First Ward Councilman Jonathan Hines concurred, saying “It’s a fact of life.” He said the overpass should be kept in the list, but it should be a flexible location so it could be moved to the south. Crowell entered a motion, seconded by Fifth Ward Councilman Brian Woolley, to drop the overpass from the list. That motion failed.
But the resolution was changed to modify the designation of the “10th Street Overpass” to “Overpass in the vicinity of 10th Street” to allow its movement, at least a block either way.
In a related vote, the council approved a resolution authorizing Phelps County “to implement a tax increment financing project within the boundaries of the city of Rolla.”
Phelps County Commission was set to form the TIF Commission Tuesday but tabled the issue so County Counselor Brendon Fox could review it. A TIF will allow tax money to be used to help the developer afford to develop the site and provide access to it.
At the close of the meeting, during the citizen comment portion, the council received an earful from the residents who will be most affected by an overpass and an outer road.
Elaine Grover, who lives on Vista Drive, said leaving the overpass in the resolution, even with a slight modification to its location, will eliminate any flexibility in the future.
“There could have been options discussed,” if the overpass had been left out of the resolution that will ultimately be filed in the circuit court, she said.
She also said that the overpass was an afterthought, added by the HNTB transportation consulting firm when the city officials suggested the construction of the outer road. But Magdits said outer roads are wanted by MoDOT. Grover said MoDOT won’t pay for an outer road. Nevertheless, Magdits said, “It is a MoDOT-driven issue.”
Magdits said there is no immediate plan to build an overpass or an outer road. “We don’t know if it will be done or if it will be affordable.” He assured Grover that the city will continue to be “transparent” in its discussions and planning in the future.
Indeed, Alan Bornstein, the president of UTW Realty, the Westside Marketplace developing company, said in a recent neighborhood meeting he had never worked in a community where the city government is so open with the residents about development plans.
Other speakers from the neighborhood also voiced their disapproval and disappointment in the council.
Cathy Keeney, who also lives on Vista Court, said she has invested more than $30,000 in her home recently and receiving a notice from the city that the infrastructure changes are possible was “devastating.” She questioned what any property owner in that area who wants to sell should tell a potential buyer.
Earl Richards, a longtime resident of that neighborhood whose house is one that will be taken out if the 10th Street overpass is built, said the city should attempt to develop from the heart of the city outward, not the fringe along the interstate.
“It’s really a small town, not a Columbia, a Jefferson City or a Springfield,” he said, noting that the population 60 years ago was just 6,000 less than it is today.
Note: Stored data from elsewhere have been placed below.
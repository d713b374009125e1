//! Core types for depsync.
//!
//! This module holds the foundation the rest of the crate builds on:
//!
//! - [`error`] - the [`DepsyncError`] enum and the conventions for when a
//!   failure aborts the whole run versus a single package directory.
//!
//! Everything else in the crate returns `anyhow::Result` and attaches context
//! at the call site; the typed variants here exist for the cases the
//! synchronizer and the CLI need to match on (fatal configuration errors get
//! exit code 2, an ambiguous provider becomes a per-package skip).

pub mod error;

pub use error::DepsyncError;
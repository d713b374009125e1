//! Reading and non-destructively editing BUILD files.
//!
//! A BUILD file is treated as a sequence of statements, most of which depsync
//! never interprets. Rule definitions (top-level call statements) are parsed
//! just deeply enough to find a rule by name or kind and to read and rewrite
//! string-list attributes. Everything else - comments, formatting,
//! assignments, computed attribute values - is carried through byte-for-byte.
//!
//! Editing follows a minimal-diff discipline: rendering an untouched file
//! reproduces the input exactly, and rewriting one attribute changes only
//! that attribute's bytes. This is what keeps hand-maintained content (a
//! `visibility` list, a comment above a dependency, a `glob(...)` call) intact
//! across runs.
//!
//! The capability surface the synchronizer relies on:
//!
//! - [`RuleFile::find_rule`] - look a rule up by name
//! - [`RuleFile::find_providing_rule`] - the unique rule of a library kind,
//!   erroring when two candidates exist
//! - [`RuleFile::attr`] / [`RuleFile::set_attr_strings`] - read and replace
//!   string-list attributes
//! - [`RuleFile::create_rule`] - append a new rule definition
//! - [`RuleFile::render`] - produce the output text

mod fileset;
mod parser;

pub use fileset::RuleFileSet;

use crate::core::DepsyncError;
use parser::{ArgValue, CallStmt, Statement, parse_statements};
use std::collections::HashMap;
use std::path::{Path, PathBuf};

/// A rule attribute as seen by the synchronizer.
#[derive(Debug, Clone, PartialEq, Eq)]
pub enum Attr {
    /// The attribute is not set on the rule.
    Absent,
    /// The attribute is a string or a list of strings, decoded.
    Strings(Vec<String>),
    /// The attribute is set to something depsync does not manage, such as a
    /// `glob(...)` call; it must be left alone.
    Other,
}

/// Opaque handle to one rule inside a [`RuleFile`].
#[derive(Debug, Clone, Copy, PartialEq, Eq)]
pub struct RuleHandle(RuleRef);

#[derive(Debug, Clone, Copy, PartialEq, Eq)]
enum RuleRef {
    /// Index into the parsed statement list.
    Parsed(usize),
    /// Index into the rules created during this run.
    Created(usize),
}

#[derive(Debug, Clone)]
struct NewRule {
    kind: String,
    name: String,
    attrs: Vec<(String, Vec<String>)>,
}

/// One parsed BUILD file plus the edits queued against it.
#[derive(Debug)]
pub struct RuleFile {
    path: PathBuf,
    src: String,
    statements: Vec<Statement>,
    created: Vec<NewRule>,
    edits: HashMap<(usize, String), Vec<String>>,
}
“That’s a thousand people every decade, just 100 people a year,” he said, not enough to sustain a development of the magnitude of Westside Marketplace.
Richards said when he was working he often drove from Columbia to St. Louis on Interstate 70 and saw a development similar to the one being planned here. It wasn’t long before the development closed and it was overgrown with weeds and brush. “That’s exactly what’s going to happen here,” he said.